_TASK TO COMPLETE_
Check every line of the entries below for "impl", and copy the lines that have it.

_RECORDS FOR THIS TASK_
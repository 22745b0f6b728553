//! The item synchronizer: merges the owned and shared query results into
//! one view, uploads and enriches attachments, keeps the per-user storage
//! counter consistent, and persists records.
//!
//! All operations are synchronous and talk to the collaborators through
//! the [`CatalogStore`], [`BlobStore`] and [`Enricher`] traits.

pub mod delete;
pub mod save;
pub mod session;
pub mod upload;
pub mod view;

use std::collections::HashSet;

use tracing::debug;

use crate::backend::{BlobStore, CatalogStore};
use crate::enrich::Enricher;
use crate::error::{ArchiveError, Result};
use crate::model::{ArchiveItem, StorageQuota, Viewer, VisibleItem};

pub use delete::DeletionReport;
pub use save::SavedItem;
pub use session::{ProgressFn, UploadPhase, UploadSession, UploadState};
pub use upload::UploadOutcome;
pub use view::ArchiveView;

/// Size caps enforced before anything is uploaded.
#[derive(Debug, Clone, Copy, PartialEq, Eq)]
pub struct SyncLimits {
    /// Per-file cap in bytes.
    pub max_file_size: u64,
    /// Cap on the combined size of one batch in bytes.
    pub max_item_upload: u64,
}

impl Default for SyncLimits {
    fn default() -> Self {
        Self {
            max_file_size: 10 * 1024 * 1024,
            max_item_upload: 50 * 1024 * 1024,
        }
    }
}

/// Borrowing handle over the three collaborators.
///
/// Cheap to construct; the CLI builds one per command and tests build one
/// per scenario.
pub struct Synchronizer<'a> {
    catalog: &'a dyn CatalogStore,
    blobs: &'a dyn BlobStore,
    enricher: &'a dyn Enricher,
    limits: SyncLimits,
}

impl<'a> Synchronizer<'a> {
    pub fn new(
        catalog: &'a dyn CatalogStore,
        blobs: &'a dyn BlobStore,
        enricher: &'a dyn Enricher,
        limits: SyncLimits,
    ) -> Self {
        Self {
            catalog,
            blobs,
            enricher,
            limits,
        }
    }

    pub fn limits(&self) -> SyncLimits {
        self.limits
    }

    /// Every item the viewer may see, tagged with ownership and sorted
    /// newest first.
    ///
    /// Both catalog queries must succeed; if either fails the whole load
    /// fails with [`ArchiveError::SyncFailure`] and no partial list is
    /// returned.
    pub fn load_visible_items(&self, viewer: &Viewer) -> Result<Vec<VisibleItem>> {
        viewer.validate()?;

        let owned = self
            .catalog
            .items_owned_by(&viewer.id)
            .map_err(|e| ArchiveError::sync("owned items query", e))?;
        let shared = self
            .catalog
            .items_shared_with(&viewer.email)
            .map_err(|e| ArchiveError::sync("shared items query", e))?;

        let (owned_count, shared_count) = (owned.len(), shared.len());
        let items = merge_visible(owned, shared);
        debug!(
            user = %viewer.id,
            owned = owned_count,
            shared = shared_count,
            visible = items.len(),
            "Loaded archive items"
        );
        Ok(items)
    }

    /// Look up one item the viewer can see.
    pub fn visible_item(&self, viewer: &Viewer, id: &str) -> Result<VisibleItem> {
        viewer.validate()?;
        let item = self
            .catalog
            .get_item(id)
            .map_err(|e| ArchiveError::sync("item lookup", e))?
            .ok_or_else(|| ArchiveError::ItemNotFound(id.to_string()))?;
        if !item.is_owned_by(viewer) && !item.is_shared_with(&viewer.email) {
            // Hidden items look the same as missing ones.
            return Err(ArchiveError::ItemNotFound(id.to_string()));
        }
        let is_owner = item.is_owned_by(viewer);
        Ok(VisibleItem { item, is_owner })
    }

    /// The viewer's storage counter as stored on the server, creating the
    /// user record on first use.
    pub fn storage_used(&self, viewer: &Viewer) -> Result<u64> {
        viewer.validate()?;
        let account = self
            .catalog
            .ensure_user(&viewer.id, &viewer.email)
            .map_err(|e| ArchiveError::sync("user record", e))?;
        Ok(account.storage_used)
    }

    /// The storage counter against `limit`.
    pub fn storage_quota(
        &self,
        viewer: &Viewer,
        limit: u64,
        warning_threshold: f64,
    ) -> Result<StorageQuota> {
        let used = self.storage_used(viewer)?;
        Ok(StorageQuota::new(used, limit, warning_threshold))
    }

    /// Make sure the viewer has a user record so counter adjustments have a
    /// target.
    pub(crate) fn ensure_account(&self, viewer: &Viewer) -> Result<()> {
        let account = self
            .catalog
            .ensure_user(&viewer.id, &viewer.email)
            .map_err(|e| ArchiveError::sync("user record", e))?;
        debug!(user = %account.id, storage_used = account.storage_used, "User record ready");
        Ok(())
    }
}

/// Merge the owned and shared result sets into one view.
///
/// Owned items are inserted first with `is_owner = true`; a shared item is
/// added only if its id is not already present, so an item that is both
/// owned and shared appears once, as owned. The result is sorted newest
/// first (see [`sort_visible`]).
pub fn merge_visible(owned: Vec<ArchiveItem>, shared: Vec<ArchiveItem>) -> Vec<VisibleItem> {
    let mut seen: HashSet<String> = HashSet::with_capacity(owned.len() + shared.len());
    let mut merged: Vec<VisibleItem> = Vec::with_capacity(owned.len() + shared.len());

    for (items, is_owner) in [(owned, true), (shared, false)] {
        for item in items {
            if !seen.insert(item.id.clone()) {
                continue;
            }
            merged.push(VisibleItem { item, is_owner });
        }
    }

    sort_visible(&mut merged);
    merged
}

/// Sort by `created_at` descending. A missing timestamp counts as epoch 0,
/// so such items sink to the end. Equal keys keep their relative order.
pub fn sort_visible(items: &mut [VisibleItem]) {
    items.sort_by(|a, b| b.created_millis().cmp(&a.created_millis()));
}

/// Blob path for a new upload: `users/{owner}/items/{millis}_{index}_{name}`,
/// where `index` is the file's position in its batch.
///
/// Path separators in the file name are replaced so the name stays a single
/// path segment.
pub fn blob_path(owner_id: &str, batch_millis: i64, index: usize, file_name: &str) -> String {
    let safe: String = file_name
        .chars()
        .map(|c| if c == '/' || c == '\\' { '_' } else { c })
        .collect();
    format!("users/{owner_id}/items/{batch_millis}_{index}_{safe}")
}

#[cfg(test)]
mod tests {
    use super::*;
    use crate::model::{Category, ItemType};
    use chrono::{TimeZone, Utc};

    fn item(id: &str, owner: &str, millis: Option<i64>) -> ArchiveItem {
        ArchiveItem {
            id: id.into(),
            owner_id: owner.into(),
            owner_email: format!("{owner}@x.com"),
            title: id.into(),
            item_type: ItemType::Photo,
            category: Category::Personal,
            description: String::new(),
            transcription: String::new(),
            related_date: String::new(),
            physical_location: String::new(),
            shared_with: vec![],
            files: vec![],
            created_at: millis.and_then(|m| Utc.timestamp_millis_opt(m).single()),
            updated_at: None,
        }
    }

    #[test]
    fn test_owned_wins_over_shared() {
        let owned = vec![item("1", "a", Some(5)), item("2", "a", Some(3))];
        let shared = vec![item("2", "a", Some(3)), item("3", "b", Some(4))];
        let merged = merge_visible(owned, shared);
        let ids: Vec<_> = merged.iter().map(|v| (v.id.as_str(), v.is_owner)).collect();
        assert_eq!(ids, vec![("1", true), ("3", false), ("2", true)]);
    }

    #[test]
    fn test_missing_timestamps_sort_last() {
        let owned = vec![
            item("a", "u", Some(5)),
            item("b", "u", None),
            item("c", "u", Some(3)),
            item("d", "u", Some(5)),
        ];
        let merged = merge_visible(owned, vec![]);
        let ids: Vec<_> = merged.iter().map(|v| v.id.as_str()).collect();
        assert_eq!(ids, vec!["a", "d", "c", "b"]);
    }

    #[test]
    fn test_empty_inputs() {
        assert!(merge_visible(vec![], vec![]).is_empty());
        let only_shared = merge_visible(vec![], vec![item("x", "b", Some(1))]);
        assert_eq!(only_shared.len(), 1);
        assert!(!only_shared[0].is_owner);
    }

    #[test]
    fn test_blob_path_is_single_segment() {
        assert_eq!(
            blob_path("u1", 1700, 0, "scans/letter.pdf"),
            "users/u1/items/1700_0_scans_letter.pdf"
        );
        assert_eq!(blob_path("u1", 1, 2, "a.jpg"), "users/u1/items/1_2_a.jpg");
    }

    #[test]
    fn test_blob_path_keeps_batches_apart() {
        // Second file of one batch vs first file of a batch a millisecond later.
        assert_ne!(blob_path("u1", 1000, 1, "y"), blob_path("u1", 1001, 0, "y"));
        assert_ne!(blob_path("u1", 1000, 0, "y"), blob_path("u1", 1000, 1, "y"));
    }
}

_TASK RESPONSE_
impl Default for SyncLimits {
impl<'a> Synchronizer<'a> {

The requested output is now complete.